The infiltration of pro-inflammatory macrophages and the enzymatic degradation of the protective intra-islet heparan sulfate (HS) barrier are established pathological hallmarks of type 1 diabetes (T1D). While we previously identified myeloid-derived heparanase (HPSE) as the primary enzyme responsible for intra-islet HS cleavage, the transcriptional mechanisms driving its aberrant upregulation in macrophages remain unknown. By integrating single-cell RNA sequencing of T1D immune cells, we identified the transcription factor ETS proto-oncogene 1 (ETS1) as a key upstream regulator of Hpse in T1D-specific macrophages. Mechanistically, Cleavage Under Targets and Tagmentation (CUT&Tag) and luciferase reporter assays confirmed that ETS1 directly binds to the Hpse promoter and activates its expression in macrophages. In vivo, myeloid-specific Ets1 knockout (Ets1-mKO) mice exhibited profound resistance to multiple low-dose streptozotocin (MLD-STZ)-induced T1D insulitis. This protection was driven by the marked suppression of myeloid HPSE expression, which preserved intra-islet HS levels, reduced inflammatory cell infiltration, and enhanced β-cell survival compared with that in wild-type littermates.

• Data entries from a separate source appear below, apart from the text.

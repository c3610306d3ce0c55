//! Core domain types for the GraphRAG server.
//!
//! Nodes carry a set of labels plus an open property map; edges carry a
//! single type name. Everything that crosses the tool boundary serializes
//! into the shapes documented on each type.

use std::fmt;
use std::str::FromStr;

use serde::{Deserialize, Deserializer, Serialize, Serializer};
use serde_json::Value;

use crate::error::{GraphRagError, Result};

/// Open property map attached to nodes and edges.
pub type Properties = serde_json::Map<String, Value>;

/// One projected result row: column name to value.
pub type Record = serde_json::Map<String, Value>;

/// Default relationship type for `save_graph_context` relations.
pub const DEFAULT_RELATION_TYPE: &str = "RELATED_TO";

/// Longest accepted label or relationship-type name.
pub const MAX_IDENTIFIER_LEN: usize = 64;

// ---------------------------------------------------------------------------
// Node identity
// ---------------------------------------------------------------------------

/// Opaque node identifier. Rendered to callers as a decimal string.
#[derive(Debug, Clone, Copy, PartialEq, Eq, Hash, PartialOrd, Ord)]
pub struct NodeId(pub i64);

impl NodeId {
    /// Parse a caller-supplied id. Anything that is not a decimal integer
    /// simply identifies no node.
    pub fn parse(raw: &str) -> Option<Self> {
        raw.trim().parse().ok()
    }
}

impl fmt::Display for NodeId {
    fn fmt(&self, f: &mut fmt::Formatter<'_>) -> fmt::Result {
        write!(f, "{}", self.0)
    }
}

impl FromStr for NodeId {
    type Err = std::num::ParseIntError;

    fn from_str(s: &str) -> std::result::Result<Self, Self::Err> {
        s.parse::<i64>().map(NodeId)
    }
}

impl Serialize for NodeId {
    fn serialize<S: Serializer>(&self, serializer: S) -> std::result::Result<S::Ok, S::Error> {
        serializer.collect_str(self)
    }
}

// ---------------------------------------------------------------------------
// Graph records
// ---------------------------------------------------------------------------

/// A node as returned by free-text search: `{id, type, properties}`.
#[derive(Debug, Clone, PartialEq, Serialize)]
pub struct GraphNode {
    pub id: NodeId,
    #[serde(rename = "type")]
    pub labels: Vec<String>,
    pub properties: Properties,
}

/// The far endpoint of a relationship, without its id.
#[derive(Debug, Clone, PartialEq, Serialize)]
pub struct ConnectedNode {
    #[serde(rename = "type")]
    pub labels: Vec<String>,
    pub properties: Properties,
}

/// One edge incident to a node, seen from that node.
#[derive(Debug, Clone, PartialEq, Serialize)]
pub struct Relationship {
    #[serde(rename = "type")]
    pub rel_type: String,
    pub connected_node: ConnectedNode,
}

/// A requested edge from a freshly created node to an existing one.
#[derive(Debug, Clone, PartialEq, Deserialize, schemars::JsonSchema)]
pub struct RelationSpec {
    /// Id of the existing node to link to.
    #[serde(deserialize_with = "deserialize_loose_id")]
    #[schemars(with = "String")]
    pub target_id: String,
    /// Relationship type (default: RELATED_TO).
    #[serde(rename = "type", default = "default_relation_type")]
    pub rel_type: String,
}

fn default_relation_type() -> String {
    DEFAULT_RELATION_TYPE.to_string()
}

/// Accept ids sent either as strings or as bare integers.
pub(crate) fn deserialize_loose_id<'de, D: Deserializer<'de>>(deserializer: D) -> std::result::Result<String, D::Error> {
    match Value::deserialize(deserializer)? {
        Value::String(s) => Ok(s),
        Value::Number(n) => Ok(n.to_string()),
        other => Err(serde::de::Error::custom(format!(
            "target_id must be a string or integer, got {other}"
        ))),
    }
}

#[derive(Debug, Clone, Copy, PartialEq, Eq, Serialize)]
#[serde(rename_all = "lowercase")]
pub enum RelationStatus {
    Created,
    Skipped,
}

/// What happened to one requested relation during a save.
#[derive(Debug, Clone, PartialEq, Serialize)]
pub struct RelationOutcome {
    pub target_id: String,
    #[serde(rename = "type")]
    pub rel_type: String,
    pub status: RelationStatus,
    #[serde(skip_serializing_if = "Option::is_none")]
    pub reason: Option<String>,
}

// ---------------------------------------------------------------------------
// Identifier and property validation
// ---------------------------------------------------------------------------

/// Check that a label or relationship type is a plain identifier.
pub fn validate_identifier(kind: &'static str, value: &str) -> Result<()> {
    let mut chars = value.chars();
    let valid_start = matches!(chars.next(), Some(c) if c.is_ascii_alphabetic() || c == '_');
    let valid_rest = chars.all(|c| c.is_ascii_alphanumeric() || c == '_');

    if valid_start && valid_rest && value.len() <= MAX_IDENTIFIER_LEN {
        Ok(())
    } else {
        Err(GraphRagError::InvalidIdentifier {
            kind,
            value: value.to_string(),
        })
    }
}

/// Properties must be scalars or flat lists of scalars.
pub fn validate_properties(properties: &Properties) -> Result<()> {
    for (key, value) in properties {
        if key.is_empty() {
            return Err(GraphRagError::InvalidProperty {
                key: key.clone(),
                reason: "property names must not be empty".into(),
            });
        }
        match value {
            Value::Object(_) => {
                return Err(GraphRagError::InvalidProperty {
                    key: key.clone(),
                    reason: "nested objects are not supported".into(),
                })
            }
            Value::Array(items) if items.iter().any(|v| v.is_object() || v.is_array()) => {
                return Err(GraphRagError::InvalidProperty {
                    key: key.clone(),
                    reason: "lists may only contain scalar values".into(),
                })
            }
            _ => {}
        }
    }
    Ok(())
}

#[cfg(test)]
mod tests {
    use super::*;
    use pretty_assertions::assert_eq;
    use serde_json::json;
    use test_case::test_case;

    #[test_case("Concept" ; "pascal case")]
    #[test_case("RELATED_TO" ; "upper snake")]
    #[test_case("_internal" ; "leading underscore")]
    #[test_case("Label2" ; "trailing digit")]
    fn accepts_plain_identifiers(value: &str) {
        assert!(validate_identifier("label", value).is_ok());
    }

    #[test_case("" ; "empty")]
    #[test_case("2Fast" ; "leading digit")]
    #[test_case("Bad Label" ; "space")]
    #[test_case("X`) DETACH DELETE (n" ; "injection attempt")]
    #[test_case("Über" ; "non ascii")]
    fn rejects_unsafe_identifiers(value: &str) {
        let err = validate_identifier("label", value).unwrap_err();
        assert!(matches!(err, GraphRagError::InvalidIdentifier { kind: "label", .. }));
    }

    #[test]
    fn rejects_overlong_identifier() {
        let long = "A".repeat(MAX_IDENTIFIER_LEN + 1);
        assert!(validate_identifier("relationship type", &long).is_err());
    }

    #[test]
    fn node_id_parses_decimal_only() {
        assert_eq!(NodeId::parse("42"), Some(NodeId(42)));
        assert_eq!(NodeId::parse(" 7 "), Some(NodeId(7)));
        assert_eq!(NodeId::parse("4:abc:12"), None);
        assert_eq!(NodeId::parse(""), None);
    }

    #[test]
    fn graph_node_serializes_labels_as_type() {
        let node = GraphNode {
            id: NodeId(3),
            labels: vec!["Concept".into()],
            properties: json!({"name": "MCP"}).as_object().cloned().unwrap(),
        };
        assert_eq!(
            serde_json::to_value(&node).unwrap(),
            json!({"id": "3", "type": ["Concept"], "properties": {"name": "MCP"}})
        );
    }

    #[test]
    fn relation_spec_defaults_type_and_accepts_numeric_ids() {
        let spec: RelationSpec = serde_json::from_value(json!({"target_id": 12})).unwrap();
        assert_eq!(spec.target_id, "12");
        assert_eq!(spec.rel_type, DEFAULT_RELATION_TYPE);
    }

    #[test]
    fn properties_reject_nested_values() {
        let nested = json!({"meta": {"a": 1}}).as_object().cloned().unwrap();
        assert!(validate_properties(&nested).is_err());

        let list_of_lists = json!({"grid": [[1, 2]]}).as_object().cloned().unwrap();
        assert!(validate_properties(&list_of_lists).is_err());

        let flat = json!({"name": "x", "tags": ["a", "b"], "n": 1, "ok": true, "none": null})
            .as_object()
            .cloned()
            .unwrap();
        assert!(validate_properties(&flat).is_ok());
    }
}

In conclusion, our findings define a previously unrecognized ETS1-HPSE-HS signaling axis that is involved in macrophage-mediated islet damage in T1D. We demonstrate that ETS1 is a crucial driver of the enzymatic breakdown of the islet basement membrane and the subsequent progression of insulitis, suggesting that targeting the ETS1-mediated transcriptional activation of HPSE offers a novel therapeutic strategy to safeguard the islet microenvironment and slow the progression of T1D.